Uma das barreiras a serem enfrentadas por aplicações de metaverso é o custo –dispositivos com conectividade ao 5G e com capacidade de processar as complexas aplicações desse conteúdo mais imersivo são caros.

Dentro das empresas de tecnologia, parte das discussões para tornar o metaverso possível passam por integrar diferentes tipos de dispositivos conectados. Como fazer com que alguém com um celular com pouco poder de processamento consiga interagir no mesmo espaço acessado por um amigo usando um computador de última geração e óculos de realidade virtual.

Fora isso, tem o custo das conexões em si. No Brasil, a expectativa é que o 5G "puro" (em redes construídas exclusivamente para essa tecnologia) custe R$ 250 por mês na chegada, em 2023.
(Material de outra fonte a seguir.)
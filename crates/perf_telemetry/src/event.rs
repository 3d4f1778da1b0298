//! Performance event types: the operation catalog, the immutable finished
//! event record, and the partial-data shape merged into pending measurements.

use serde::{Deserialize, Serialize};

use crate::error::PerfResult;

/// Catalog of measurable client operations.
///
/// The wire name of each operation is its camelCase form (usually
/// `classNameFunctionName`). The measurement engine treats these as opaque
/// comparable tokens and never branches on specific variants.
#[derive(Debug, Clone, Copy, PartialEq, Eq, Hash, Serialize, Deserialize)]
#[serde(rename_all = "camelCase")]
pub enum PerformanceEvents {
    /// Token acquisition by trading an authorization code at the token endpoint.
    AcquireTokenByCode,
    /// Access token renewal using a refresh token.
    AcquireTokenByRefreshToken,
    /// Silent token acquisition, from the cache or the network.
    AcquireTokenSilent,
    /// Internal async path of the silent acquisition API.
    AcquireTokenSilentAsync,
    /// Keypair generation and public key thumbprint computation for PoP requests.
    CryptoOptsGetPublicKeyThumbprint,
    /// Signing of a PoP token.
    CryptoOptsSignJwt,
    /// Access token reads from the local cache.
    SilentCacheClientAcquireToken,
    /// Token acquisition from the authorize endpoint in a hidden frame.
    SilentIframeClientAcquireToken,
    /// Token acquisition from the token endpoint using a refresh token.
    SilentRefreshClientAcquireToken,
    /// Silent authorization code and token acquisition using a hidden frame.
    SsoSilent,
    /// Authority metadata discovery for a request.
    StandardInteractionClientGetDiscoveredAuthority,
}

impl PerformanceEvents {
    /// Get the wire name of this operation.
    pub fn as_str(&self) -> &'static str {
        match self {
            PerformanceEvents::AcquireTokenByCode => "acquireTokenByCode",
            PerformanceEvents::AcquireTokenByRefreshToken => "acquireTokenByRefreshToken",
            PerformanceEvents::AcquireTokenSilent => "acquireTokenSilent",
            PerformanceEvents::AcquireTokenSilentAsync => "acquireTokenSilentAsync",
            PerformanceEvents::CryptoOptsGetPublicKeyThumbprint => {
                "cryptoOptsGetPublicKeyThumbprint"
            }
            PerformanceEvents::CryptoOptsSignJwt => "cryptoOptsSignJwt",
            PerformanceEvents::SilentCacheClientAcquireToken => "silentCacheClientAcquireToken",
            PerformanceEvents::SilentIframeClientAcquireToken => "silentIframeClientAcquireToken",
            PerformanceEvents::SilentRefreshClientAcquireToken => {
                "silentRefreshClientAcquireToken"
            }
            PerformanceEvents::SsoSilent => "ssoSilent",
            PerformanceEvents::StandardInteractionClientGetDiscoveredAuthority => {
                "standardInteractionClientGetDiscoveredAuthority"
            }
        }
    }
}

impl std::fmt::Display for PerformanceEvents {
    fn fmt(&self, f: &mut std::fmt::Formatter<'_>) -> std::fmt::Result {
        f.write_str(self.as_str())
    }
}

/// A finished performance measurement.
///
/// Built exactly once by the client when a measurement ends (or is flushed)
/// and never mutated afterwards. Serializes with the exact field names that
/// downstream telemetry pipelines key on: optional fields are omitted when
/// absent, tri-state fields are emitted as `null` when unknown.
#[derive(Debug, Clone, PartialEq, Serialize, Deserialize)]
#[serde(rename_all = "camelCase")]
pub struct PerformanceEvent {
    /// Which operation was measured
    pub name: PerformanceEvents,
    /// Correlation ID grouping all measurements of one logical request
    #[serde(skip_serializing_if = "Option::is_none")]
    pub correlation_id: Option<String>,
    /// Login authority used for the request
    pub authority: String,
    /// Client ID of the application
    pub client_id: String,
    /// Epoch milliseconds when the measurement started
    pub start_time_ms: u64,
    /// End-to-end duration in milliseconds
    pub duration_ms: u64,
    /// Page visibility when the measurement started
    #[serde(skip_serializing_if = "Option::is_none")]
    pub start_page_visibility: Option<String>,
    /// Page visibility when the measurement completed
    #[serde(skip_serializing_if = "Option::is_none")]
    pub end_page_visibility: Option<String>,
    /// Whether the operation succeeded; `None` when the outcome is unknown
    pub success: Option<bool>,
    /// Whether the result came from the cache; `None` when unknown
    pub from_cache: Option<bool>,
    /// Name of the library that performed the operation
    pub library_name: String,
    /// Version of the library that performed the operation
    pub library_version: String,
}

impl PerformanceEvent {
    /// Serialize this event to its JSON wire form.
    pub fn to_json(&self) -> PerfResult<String> {
        Ok(serde_json::to_string(self)?)
    }
}

/// Partial event data supplied by call sites before or at completion.
///
/// Fields left as `None` are "not provided"; merging two deltas keeps the
/// later writer's value on conflict.
#[derive(Debug, Clone, Default, PartialEq, Serialize, Deserialize)]
#[serde(rename_all = "camelCase")]
pub struct EventDelta {
    /// Outcome of the operation, if the call site knows it
    #[serde(skip_serializing_if = "Option::is_none")]
    pub success: Option<bool>,
    /// Whether the result was served from the cache
    #[serde(skip_serializing_if = "Option::is_none")]
    pub from_cache: Option<bool>,
    /// Override for the start visibility snapshot
    #[serde(skip_serializing_if = "Option::is_none")]
    pub start_page_visibility: Option<String>,
    /// Override for the end visibility snapshot
    #[serde(skip_serializing_if = "Option::is_none")]
    pub end_page_visibility: Option<String>,
}

impl EventDelta {
    /// Create an empty delta.
    pub fn new() -> Self {
        Self::default()
    }

    /// Set the operation outcome.
    pub fn with_success(mut self, success: bool) -> Self {
        self.success = Some(success);
        self
    }

    /// Set whether the result came from the cache.
    pub fn with_from_cache(mut self, from_cache: bool) -> Self {
        self.from_cache = Some(from_cache);
        self
    }

    /// Set the end visibility snapshot.
    pub fn with_end_page_visibility(mut self, visibility: impl Into<String>) -> Self {
        self.end_page_visibility = Some(visibility.into());
        self
    }

    /// Merge `other` into this delta; `other` wins on conflict.
    pub fn merge(&mut self, other: &EventDelta) {
        if other.success.is_some() {
            self.success = other.success;
        }
        if other.from_cache.is_some() {
            self.from_cache = other.from_cache;
        }
        if other.start_page_visibility.is_some() {
            self.start_page_visibility = other.start_page_visibility.clone();
        }
        if other.end_page_visibility.is_some() {
            self.end_page_visibility = other.end_page_visibility.clone();
        }
    }

    /// Check whether no field has been provided.
    pub fn is_empty(&self) -> bool {
        self.success.is_none()
            && self.from_cache.is_none()
            && self.start_page_visibility.is_none()
            && self.end_page_visibility.is_none()
    }
}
Estudo da GSMA aponta a desigualdade global na distribuição da tecnologia que aparece com força na Coreia do Sul, China e EUA. Só atingiu a todas as regiões do agora, após três anos do começo da implementação, com a com a chegada à América Latina e à África subsaariana.

As diferenças acontecem mesmo dentro das áreas geográficas. Em 2025, a GSMA estima que 64% das conexões móveis na área desenvolvida da Ásia serão por 5G, 63% da América do Norte. Para comparação, as taxas devem ser de 8% no restante da Ásia e 11% na América Latina.

O buraco não é tanto na cobertura. Das 3,7 bilhões de pessoas desconectadas, apenas 500 milhões estão em áreas em que o sinal não chega, aponta Mats Granryd, diretor-geral da GSMA. O restante está offline por outros motivos, como o custo.